Stored data entries:
※ ※ ※
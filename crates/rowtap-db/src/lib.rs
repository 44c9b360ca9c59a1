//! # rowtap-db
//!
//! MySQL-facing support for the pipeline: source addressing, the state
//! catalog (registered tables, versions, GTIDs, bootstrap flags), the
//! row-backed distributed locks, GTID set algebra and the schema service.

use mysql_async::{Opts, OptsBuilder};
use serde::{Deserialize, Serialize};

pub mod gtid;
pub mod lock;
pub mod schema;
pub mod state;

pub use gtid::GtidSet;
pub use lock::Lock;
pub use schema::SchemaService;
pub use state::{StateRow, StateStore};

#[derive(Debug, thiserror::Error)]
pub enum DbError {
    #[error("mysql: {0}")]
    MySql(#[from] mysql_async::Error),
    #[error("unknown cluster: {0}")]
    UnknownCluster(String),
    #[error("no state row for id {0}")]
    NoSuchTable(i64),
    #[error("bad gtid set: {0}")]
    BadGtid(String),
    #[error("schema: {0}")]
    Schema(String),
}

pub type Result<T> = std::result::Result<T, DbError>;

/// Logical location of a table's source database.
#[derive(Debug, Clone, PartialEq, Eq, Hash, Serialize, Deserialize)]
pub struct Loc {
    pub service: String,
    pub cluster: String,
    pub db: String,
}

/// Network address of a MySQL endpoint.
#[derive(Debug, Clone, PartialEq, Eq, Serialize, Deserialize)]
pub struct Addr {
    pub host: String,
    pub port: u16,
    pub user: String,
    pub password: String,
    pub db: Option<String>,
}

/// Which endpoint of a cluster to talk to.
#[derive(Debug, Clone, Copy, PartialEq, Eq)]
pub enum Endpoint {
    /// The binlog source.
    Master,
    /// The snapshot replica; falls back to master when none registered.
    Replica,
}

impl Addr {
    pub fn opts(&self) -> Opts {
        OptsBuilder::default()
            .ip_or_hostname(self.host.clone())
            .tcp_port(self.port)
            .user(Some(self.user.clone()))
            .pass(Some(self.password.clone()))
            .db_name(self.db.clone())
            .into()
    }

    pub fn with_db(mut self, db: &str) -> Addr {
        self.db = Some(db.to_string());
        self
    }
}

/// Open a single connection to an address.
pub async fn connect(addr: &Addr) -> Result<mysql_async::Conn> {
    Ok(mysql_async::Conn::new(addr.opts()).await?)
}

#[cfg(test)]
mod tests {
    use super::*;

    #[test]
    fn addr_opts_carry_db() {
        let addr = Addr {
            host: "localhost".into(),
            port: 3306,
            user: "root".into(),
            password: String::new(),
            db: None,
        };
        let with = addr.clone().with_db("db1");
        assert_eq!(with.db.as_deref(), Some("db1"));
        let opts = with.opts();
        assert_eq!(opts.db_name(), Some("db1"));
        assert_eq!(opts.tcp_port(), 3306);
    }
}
※ ※ ※
WORK TASK: Gather up every line in the data above that contains the word "DbError", copying each one.

RESPONSE FOR THIS EXERCISE:
pub enum DbError {
pub type Result<T> = std::result::Result<T, DbError>;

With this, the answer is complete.